- Specialty: Oncology

= Nigro protocol =

Anal cancer treatment

The Nigro protocol is the preoperative use of chemotherapy with 5-fluorouracil and mitomycin and medical radiation for squamous cell carcinomas of the anal canal.

== Treatment ==
Success of the preoperative regimen changed the paradigm of anal cancer treatment from surgical to non-surgical and was the advent of definitive chemoradiation (omitting surgery) being accepted as a standard-of-care for anal squamous cell carcinomas. Larger doses of radiation are used in modern chemoradiotherapy protocols versus the original Nigro protocol radiotherapy dose.

In the Nigro protocol, the patient receives 30 Gy (3000 rads) of radiation over a three-week period, as well as continuous administration of fluorouracil for the first four days and on days 20–31, with bolus mitomycin on day 1. It is named after Norman Nigro (1912–2009), who developed it in the mid-1970s.
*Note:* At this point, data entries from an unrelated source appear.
// Copyright (c) 2025 Fabstir
// SPDX-License-Identifier: BUSL-1.1
pub mod reading;

use anyhow::Result;
use clap::{Parser, Subcommand};
use std::path::{Path, PathBuf};

/// Fabstir Meter Reader CLI
#[derive(Parser, Debug)]
#[command(name = "meter-cli")]
#[command(version = crate::version::VERSION_NUMBER)]
#[command(about = "Offline tools for the Fabstir meter reader", long_about = None)]
pub struct Cli {
    #[command(subcommand)]
    pub command: Commands,
}

#[derive(Subcommand, Debug)]
pub enum Commands {
    /// Read the counters in a local image through the detection backend
    Read(reading::ReadArgs),

    /// Group glyph positions into a reading without calling the backend
    Group(reading::GroupArgs),
}

/// Execute CLI command
pub async fn execute(cli: Cli) -> Result<()> {
    match cli.command {
        Commands::Read(args) => reading::read_image(args).await,
        Commands::Group(args) => reading::group(args),
    }
}

/// Load `.env` (or `env_file`) into the process environment.
///
/// Must run before `Cli::parse()` so the file feeds the `env` fallbacks of
/// the command options. Variables already set are left untouched.
pub fn load_env_file(env_file: Option<&Path>) -> Option<PathBuf> {
    match env_file {
        Some(path) => dotenv::from_path(path).ok().map(|_| path.to_path_buf()),
        None => dotenv::dotenv().ok(),
    }
}
// Copyright (c) 2025 Fabstir
// SPDX-License-Identifier: BUSL-1.1
use anyhow::{anyhow, Context, Result};
use clap::Args;
use std::path::PathBuf;
use std::sync::Arc;
use tracing::info;

use crate::config::reader::{
    DEFAULT_API_URL, DEFAULT_GLYPH_MODEL_ID, DEFAULT_REGION_MODEL_ID,
};
use crate::config::{DetectionConfig, PipelineConfig};
use crate::detection::HttpDetectionClient;
use crate::pipeline::ReadingPipeline;
use crate::reading::{assemble_reading, group_glyphs, Glyph};

/// Arguments for the read command
#[derive(Args, Debug)]
pub struct ReadArgs {
    /// Image file to read
    pub image: PathBuf,

    /// Detection API base URL
    #[arg(long, env = "DETECTION_API_URL", default_value = DEFAULT_API_URL)]
    pub api_url: String,

    /// Detection API key
    #[arg(long, env = "DETECTION_API_KEY")]
    pub api_key: Option<String>,

    /// Model used to find counters
    #[arg(long, env = "REGION_MODEL_ID", default_value = DEFAULT_REGION_MODEL_ID)]
    pub region_model: String,

    /// Model used to find glyphs
    #[arg(long, env = "GLYPH_MODEL_ID", default_value = DEFAULT_GLYPH_MODEL_ID)]
    pub glyph_model: String,

    /// Gap that separates glyph groups
    #[arg(long, env = "GLYPH_GAP_THRESHOLD", default_value_t = 20.0)]
    pub gap_threshold: f32,

    /// Discard detections below this confidence
    #[arg(long, env = "MIN_DETECTION_CONFIDENCE", default_value_t = 0.0)]
    pub min_confidence: f32,

    /// Regions processed at once
    #[arg(long, env = "MAX_CONCURRENT_REGIONS", default_value_t = 4)]
    pub max_concurrent_regions: usize,

    /// Directory for temporary crops
    #[arg(long, env = "UPLOAD_DIR", default_value = "./static/uploads/")]
    pub upload_dir: PathBuf,

    /// Backend request timeout in milliseconds
    #[arg(long, env = "DETECTION_TIMEOUT_MS", default_value_t = 30_000)]
    pub timeout_ms: u64,
}

/// Arguments for the group command
#[derive(Args, Debug)]
pub struct GroupArgs {
    /// Comma-separated glyph center x coordinates
    #[arg(long, value_delimiter = ',', allow_negative_numbers = true)]
    pub x: Vec<f32>,

    /// Comma-separated glyph labels, one per coordinate
    #[arg(long, value_delimiter = ',')]
    pub labels: Vec<String>,

    /// Gap that separates glyph groups
    #[arg(long, default_value_t = 20.0)]
    pub gap_threshold: f32,
}

impl ReadArgs {
    fn detection_config(&self) -> DetectionConfig {
        DetectionConfig {
            api_url: self.api_url.clone(),
            api_key: self.api_key.clone(),
            request_timeout_ms: self.timeout_ms,
        }
    }

    fn pipeline_config(&self) -> PipelineConfig {
        PipelineConfig {
            region_model_id: self.region_model.clone(),
            glyph_model_id: self.glyph_model.clone(),
            gap_threshold: self.gap_threshold,
            min_confidence: self.min_confidence,
            max_concurrent_regions: self.max_concurrent_regions,
            uploads_dir: self.upload_dir.clone(),
        }
    }
}

/// Run the full pipeline on a local image and print the readings
pub async fn read_image(args: ReadArgs) -> Result<()> {
    let detection = args.detection_config();
    detection.validate().map_err(|e| anyhow!(e))?;
    let pipeline_config = args.pipeline_config();
    pipeline_config.validate().map_err(|e| anyhow!(e))?;

    let client = Arc::new(HttpDetectionClient::new(&detection)?);
    let pipeline = ReadingPipeline::new(client, pipeline_config)?;

    println!("🔍 Reading {}...", args.image.display());
    let readings = pipeline
        .read_meter_file(&args.image)
        .await
        .with_context(|| format!("Failed to read {}", args.image.display()))?;

    info!("{} readings", readings.len());
    println!("{}", serde_json::to_string_pretty(&readings)?);
    Ok(())
}

/// Group explicit glyph positions and print groups and reading
pub fn group(args: GroupArgs) -> Result<()> {
    let output = group_output(&args)?;
    println!("{}", serde_json::to_string_pretty(&output)?);
    Ok(())
}

fn group_output(args: &GroupArgs) -> Result<serde_json::Value> {
    if args.x.len() != args.labels.len() {
        return Err(anyhow!(
            "Got {} coordinates but {} labels",
            args.x.len(),
            args.labels.len()
        ));
    }

    let glyphs: Vec<Glyph> = args
        .x
        .iter()
        .zip(&args.labels)
        .map(|(x, label)| Glyph::new(*x, label.as_str()))
        .collect();
    let groups = group_glyphs(&glyphs, args.gap_threshold);
    let reading = assemble_reading(&groups);

    Ok(serde_json::json!({
        "groups": groups,
        "reading": reading,
    }))
}
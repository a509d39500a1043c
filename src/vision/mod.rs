// Copyright (c) 2025 Fabstir
// SPDX-License-Identifier: BUSL-1.1
//! Image handling for the reading pipeline
//!
//! This module provides:
//! - Upload validation and decoding
//! - Region boxes and cropping
//! - Upload and crop persistence

pub mod crop_store;
pub mod image_utils;
pub mod region;

pub use crop_store::{sanitize_file_name, CropStore, StorageError};
pub use image_utils::{decode_image_bytes, detect_format, format_to_extension, ImageError, ImageInfo};
pub use region::{crop_region, BoundingBox, RegionError};
// Copyright (c) 2025 Fabstir
// SPDX-License-Identifier: BUSL-1.1
//! Predict endpoint handler

use axum::{extract::State, http::StatusCode, Json};
use axum_extra::extract::multipart::{Multipart, MultipartRejection};
use tracing::{debug, info, warn};

use crate::api::errors::ApiError;
use crate::api::http_server::AppState;
use crate::reading::ReadingSet;
use crate::vision::{decode_image_bytes, ImageError};

/// Multipart field carrying the image
pub const IMAGE_FIELD: &str = "image";

pub const NO_IMAGE_UPLOADED: &str = "No image uploaded";
pub const NO_SELECTED_FILE: &str = "No selected file";

/// File taken from the multipart body
#[derive(Debug)]
pub struct ImageUpload {
    pub file_name: String,
    pub bytes: Vec<u8>,
}

/// POST /predict - Read the counters in an uploaded meter photo
///
/// # Request
/// - multipart form, field `image`: the photo
///
/// # Response
/// - `{"Reading_<i>": {"top_left_reading": ..., "main_reading": ...}}` with
///   one entry per region that produced glyphs, `i` in detection order
///
/// # Errors
/// - 400 Bad Request: no `image` field, empty file name, undecodable image
/// - 413 Payload Too Large: body above the upload limit
/// - 500 Internal Server Error: no counter detected, storage failure
/// - 502 Bad Gateway / 504 Gateway Timeout: detection backend failure
pub async fn predict_handler(
    State(state): State<AppState>,
    multipart: Result<Multipart, MultipartRejection>,
) -> Result<Json<ReadingSet>, ApiError> {
    let mut multipart = multipart.map_err(|e| {
        warn!("Predict request is not multipart: {}", e);
        ApiError::InvalidRequest(NO_IMAGE_UPLOADED.to_string())
    })?;

    // 1. Extract the upload
    let upload = read_image_field(&mut multipart).await?;
    debug!(
        "Upload received: {} ({} bytes)",
        upload.file_name,
        upload.bytes.len()
    );

    // 2. Validate and decode
    let (image, info) = decode_image_bytes(&upload.bytes, state.max_upload_bytes).map_err(|e| {
        warn!("Failed to decode upload {}: {}", upload.file_name, e);
        match e {
            ImageError::TooLarge(..) => ApiError::PayloadTooLarge(e.to_string()),
            _ => ApiError::InvalidRequest(format!("Invalid image: {}", e)),
        }
    })?;

    // 3. Persist for the detection backend
    let image_path = state
        .pipeline
        .store()
        .save_upload(&upload.file_name, &upload.bytes, Some(info.format))
        .await
        .map_err(|e| {
            warn!("Failed to save upload: {}", e);
            ApiError::InternalError(e.to_string())
        })?;

    // 4. Run the pipeline
    let readings = state
        .pipeline
        .read_meter(&image_path, &image)
        .await
        .map_err(|e| {
            warn!("Reading failed for {}: {}", image_path.display(), e);
            ApiError::from(e)
        })?;

    info!(
        "Predict complete: {}x{} image, {} readings",
        info.width,
        info.height,
        readings.len()
    );

    Ok(Json(readings))
}

/// Pull the `image` file out of a multipart body
async fn read_image_field(multipart: &mut Multipart) -> Result<ImageUpload, ApiError> {
    loop {
        let field = multipart.next_field().await.map_err(|e| {
            warn!("Malformed multipart body: {}", e);
            if e.status() == StatusCode::PAYLOAD_TOO_LARGE {
                ApiError::PayloadTooLarge(e.body_text())
            } else {
                ApiError::InvalidRequest(format!("Invalid multipart body: {}", e.body_text()))
            }
        })?;

        let Some(field) = field else {
            return Err(ApiError::InvalidRequest(NO_IMAGE_UPLOADED.to_string()));
        };

        if field.name() != Some(IMAGE_FIELD) {
            continue;
        }

        let file_name = match field.file_name() {
            None => return Err(ApiError::InvalidRequest(NO_IMAGE_UPLOADED.to_string())),
            Some("") => return Err(ApiError::InvalidRequest(NO_SELECTED_FILE.to_string())),
            Some(name) => name.to_string(),
        };

        let bytes = field.bytes().await.map_err(|e| {
            if e.status() == StatusCode::PAYLOAD_TOO_LARGE {
                ApiError::PayloadTooLarge(e.body_text())
            } else {
                ApiError::InvalidRequest(format!("Invalid multipart body: {}", e.body_text()))
            }
        })?;

        return Ok(ImageUpload {
            file_name,
            bytes: bytes.to_vec(),
        });
    }
}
In cases of patients who still have residual disease after receiving the protocol, they should undergo salvage APR (abdomino-perineal resection); adequate time should be allowed for regression. The immediate complete response rate was in the 75% range in Nigro's original reports. Response to treatment can be evaluated every 6-8 weeks for many months if disease is regressing or clinically stable. Any sign of progressive disease should prompt reassessment of disease with biopsy and subsequent surgery with the aforementioned APR.

A 2024 systematic review of the literature found that chemoradiation with 5-FU and mitomycin C, as used in the Nigro Protocol, improves outcomes like colostomy-free survival in anal cancer patients compared to alternatives like cisplatin. However, it can lead to more severe side effects, especially blood-related toxicity.